- **Instructions to follow**: Word by word and line by line, write out all of the records.

- **Extracted records**:
--------------------------------------------------

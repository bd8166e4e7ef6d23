//! View controller records and the ordered store both controllers keep them in.

use super::{Component, Props, SavedState, Scrollable, ScrollableFactory};
use indexmap::IndexMap;
use serde::{Deserialize, Serialize};
use std::fmt;
use std::rc::Rc;
use uuid::Uuid;

/// Identity of a view controller record.
///
/// UUID v7: unique for the lifetime of the process and never reused, even
/// after the record has been dropped from its controller.
#[derive(Debug, Clone, Copy, PartialEq, Eq, Hash, PartialOrd, Ord, Serialize, Deserialize)]
pub struct ViewControllerId(Uuid);

impl ViewControllerId {
    pub fn new() -> Self {
        ViewControllerId(Uuid::now_v7())
    }
}

impl Default for ViewControllerId {
    fn default() -> Self {
        Self::new()
    }
}

impl fmt::Display for ViewControllerId {
    fn fmt(&self, f: &mut fmt::Formatter<'_>) -> fmt::Result {
        self.0.fmt(f)
    }
}

/// One screen instance known to a controller.
///
/// Only `saved_state` changes after creation.
#[derive(Clone)]
pub struct ViewControllerRecord {
    pub id: ViewControllerId,
    pub component: Rc<dyn Component>,
    pub props: Props,
    pub saved_state: Option<SavedState>,
    pub scrollable: Scrollable,
    /// Tab label, only set for records owned by a tab selector.
    pub tab: Option<String>,
}

impl fmt::Debug for ViewControllerRecord {
    fn fmt(&self, f: &mut fmt::Formatter<'_>) -> fmt::Result {
        f.debug_struct("ViewControllerRecord")
            .field("id", &self.id)
            .field("component", &self.component.name())
            .field("props", &self.props)
            .field("saved_state", &self.saved_state)
            .field("tab", &self.tab)
            .finish()
    }
}

/// Description of a view controller that hasn't been created yet.
///
/// ```
/// use navstack_core::view::view_controller::ViewControllerSpec;
/// # use navstack_core::view::{Component, Screen, ViewProps};
/// # use std::rc::Rc;
/// # struct Inbox;
/// # impl Component for Inbox {
/// #     fn name(&self) -> &str { "inbox" }
/// #     fn mount(&self, _props: ViewProps) -> Box<dyn Screen> { unimplemented!() }
/// # }
///
/// let mut props = serde_json::Map::new();
/// props.insert("folder".to_string(), "archive".into());
///
/// let spec = ViewControllerSpec::new(Rc::new(Inbox))
///     .props(props)
///     .tab("Inbox");
/// ```
#[derive(Clone)]
pub struct ViewControllerSpec {
    component: Rc<dyn Component>,
    props: Props,
    saved_state: Option<SavedState>,
    scrollable: Option<Scrollable>,
    tab: Option<String>,
}

impl ViewControllerSpec {
    pub fn new(component: Rc<dyn Component>) -> Self {
        ViewControllerSpec {
            component,
            props: Props::new(),
            saved_state: None,
            scrollable: None,
            tab: None,
        }
    }

    pub fn props(mut self, props: Props) -> Self {
        self.props = props;
        self
    }

    /// Reuse an existing scroll handle instead of asking the factory.
    pub fn scrollable(mut self, scrollable: Scrollable) -> Self {
        self.scrollable = Some(scrollable);
        self
    }

    pub fn saved_state(mut self, state: SavedState) -> Self {
        self.saved_state = Some(state);
        self
    }

    pub fn tab(mut self, label: &str) -> Self {
        self.tab = Some(label.to_string());
        self
    }
}

/// Turns a spec into a record with a fresh id.
///
/// The spec's scroll handle is used when present, otherwise `factory` creates one.
pub fn prepare_view_controller(
    spec: ViewControllerSpec,
    factory: &ScrollableFactory,
) -> ViewControllerRecord {
    let scrollable = spec.scrollable.unwrap_or_else(|| factory());

    ViewControllerRecord {
        id: ViewControllerId::new(),
        component: spec.component,
        props: spec.props,
        saved_state: spec.saved_state,
        scrollable,
        tab: spec.tab,
    }
}

/// Ordered arena of records keyed by id.
///
/// Insertion order is the navigation order: index 0 is the root, the last
/// entry is the most recent one.
#[derive(Debug, Clone, Default)]
pub struct ViewControllers {
    records: IndexMap<ViewControllerId, ViewControllerRecord>,
}

impl ViewControllers {
    pub fn new() -> Self {
        Self::default()
    }

    pub fn push(&mut self, record: ViewControllerRecord) {
        self.records.insert(record.id, record);
    }

    pub fn get(&self, id: &ViewControllerId) -> Option<&ViewControllerRecord> {
        self.records.get(id)
    }

    pub fn get_index(&self, index: usize) -> Option<&ViewControllerRecord> {
        self.records.get_index(index).map(|(_, record)| record)
    }

    pub fn position(&self, id: &ViewControllerId) -> Option<usize> {
        self.records.get_index_of(id)
    }

    pub fn last(&self) -> Option<&ViewControllerRecord> {
        self.records.last().map(|(_, record)| record)
    }

    pub fn len(&self) -> usize {
        self.records.len()
    }

    pub fn is_empty(&self) -> bool {
        self.records.is_empty()
    }

    pub fn ids(&self) -> Vec<ViewControllerId> {
        self.records.keys().copied().collect()
    }

    pub fn iter(&self) -> impl Iterator<Item = &ViewControllerRecord> {
        self.records.values()
    }

    /// Drops every record after `id`. Returns how many were dropped, or
    /// `None` if `id` isn't present.
    pub fn truncate_after(&mut self, id: &ViewControllerId) -> Option<usize> {
        let index = self.position(id)?;
        let removed = self.records.len() - (index + 1);
        self.records.truncate(index + 1);
        Some(removed)
    }

    /// Stores a copy of `state` as the record's saved state. Returns false
    /// when the record is gone.
    pub fn save_state(&mut self, id: &ViewControllerId, state: &SavedState) -> bool {
        match self.records.get_mut(id) {
            Some(record) => {
                record.saved_state = Some(state.clone());
                true
            }
            None => false,
        }
    }
}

--------------------------------------------------

- **Final answer**:
repository bd8166e4e7ef6d23
//! View controller records and the ordered store both controllers keep them in.

use super::{Component, Props, SavedState, Scrollable, ScrollableFactory};
use indexmap::IndexMap;
use serde::{Deserialize, Serialize};
use std::fmt;
use std::rc::Rc;
use uuid::Uuid;

/// Identity of a view controller record.
///
/// UUID v7: unique for the lifetime of the process and never reused, even
/// after the record has been dropped from its controller.
#[derive(Debug, Clone, Copy, PartialEq, Eq, Hash, PartialOrd, Ord, Serialize, Deserialize)]
pub struct ViewControllerId(Uuid);

impl ViewControllerId {
    pub fn new() -> Self {
        ViewControllerId(Uuid::now_v7())
    }
}

impl Default for ViewControllerId {
    fn default() -> Self {
        Self::new()
    }
}

impl fmt::Display for ViewControllerId {
    fn fmt(&self, f: &mut fmt::Formatter<'_>) -> fmt::Result {
        self.0.fmt(f)
    }
}

/// One screen instance known to a controller.
///
/// Only `saved_state` changes after creation.
#[derive(Clone)]
pub struct ViewControllerRecord {
    pub id: ViewControllerId,
    pub component: Rc<dyn Component>,
    pub props: Props,
    pub saved_state: Option<SavedState>,
    pub scrollable: Scrollable,
    /// Tab label, only set for records owned by a tab selector.
    pub tab: Option<String>,
}

impl fmt::Debug for ViewControllerRecord {
    fn fmt(&self, f: &mut fmt::Formatter<'_>) -> fmt::Result {
        f.debug_struct("ViewControllerRecord")
            .field("id", &self.id)
            .field("component", &self.component.name())
            .field("props", &self.props)
            .field("saved_state", &self.saved_state)
            .field("tab", &self.tab)
            .finish()
    }
}

/// Description of a view controller that hasn't been created yet.
///
/// ```
/// use navstack_core::view::view_controller::ViewControllerSpec;
/// # use navstack_core::view::{Component, Screen, ViewProps};
/// # use std::rc::Rc;
/// # struct Inbox;
/// # impl Component for Inbox {
/// #     fn name(&self) -> &str { "inbox" }
/// #     fn mount(&self, _props: ViewProps) -> Box<dyn Screen> { unimplemented!() }
/// # }
///
/// let mut props = serde_json::Map::new();
/// props.insert("folder".to_string(), "archive".into());
///
/// let spec = ViewControllerSpec::new(Rc::new(Inbox))
///     .props(props)
///     .tab("Inbox");
/// ```
#[derive(Clone)]
pub struct ViewControllerSpec {
    component: Rc<dyn Component>,
    props: Props,
    saved_state: Option<SavedState>,
    scrollable: Option<Scrollable>,
    tab: Option<String>,
}

impl ViewControllerSpec {
    pub fn new(component: Rc<dyn Component>) -> Self {
        ViewControllerSpec {
            component,
            props: Props::new(),
            saved_state: None,
            scrollable: None,
            tab: None,
        }
    }

    pub fn props(mut self, props: Props) -> Self {
        self.props = props;
        self
    }

    /// Reuse an existing scroll handle instead of asking the factory.
    pub fn scrollable(mut self, scrollable: Scrollable) -> Self {
        self.scrollable = Some(scrollable);
        self
    }

    pub fn saved_state(mut self, state: SavedState) -> Self {
        self.saved_state = Some(state);
        self
    }

    pub fn tab(mut self, label: &str) -> Self {
        self.tab = Some(label.to_string());
        self
    }
}

/// Turns a spec into a record with a fresh id.
///
/// The spec's scroll handle is used when present, otherwise `factory` creates one.
pub fn prepare_view_controller(
    spec: ViewControllerSpec,
    factory: &ScrollableFactory,
) -> ViewControllerRecord {
    let scrollable = spec.scrollable.unwrap_or_else(|| factory());

    ViewControllerRecord {
        id: ViewControllerId::new(),
        component: spec.component,
        props: spec.props,
        saved_state: spec.saved_state,
        scrollable,
        tab: spec.tab,
    }
}

/// Ordered arena of records keyed by id.
///
/// Insertion order is the navigation order: index 0 is the root, the last
/// entry is the most recent one.
#[derive(Debug, Clone, Default)]
pub struct ViewControllers {
    records: IndexMap<ViewControllerId, ViewControllerRecord>,
}

impl ViewControllers {
    pub fn new() -> Self {
        Self::default()
    }

    pub fn push(&mut self, record: ViewControllerRecord) {
        self.records.insert(record.id, record);
    }

    pub fn get(&self, id: &ViewControllerId) -> Option<&ViewControllerRecord> {
        self.records.get(id)
    }

    pub fn get_index(&self, index: usize) -> Option<&ViewControllerRecord> {
        self.records.get_index(index).map(|(_, record)| record)
    }

    pub fn position(&self, id: &ViewControllerId) -> Option<usize> {
        self.records.get_index_of(id)
    }

    pub fn last(&self) -> Option<&ViewControllerRecord> {
        self.records.last().map(|(_, record)| record)
    }

    pub fn len(&self) -> usize {
        self.records.len()
    }

    pub fn is_empty(&self) -> bool {
        self.records.is_empty()
    }

    pub fn ids(&self) -> Vec<ViewControllerId> {
        self.records.keys().copied().collect()
    }

    pub fn iter(&self) -> impl Iterator<Item = &ViewControllerRecord> {
        self.records.values()
    }

    /// Drops every record after `id`. Returns how many were dropped, or
    /// `None` if `id` isn't present.
    pub fn truncate_after(&mut self, id: &ViewControllerId) -> Option<usize> {
        let index = self.position(id)?;
        let removed = self.records.len() - (index + 1);
        self.records.truncate(index + 1);
        Some(removed)
    }

    /// Stores a copy of `state` as the record's saved state. Returns false
    /// when the record is gone.
    pub fn save_state(&mut self, id: &ViewControllerId, state: &SavedState) -> bool {
        match self.records.get_mut(id) {
            Some(record) => {
                record.saved_state = Some(state.clone());
                true
            }
            None => false,
        }
    }
}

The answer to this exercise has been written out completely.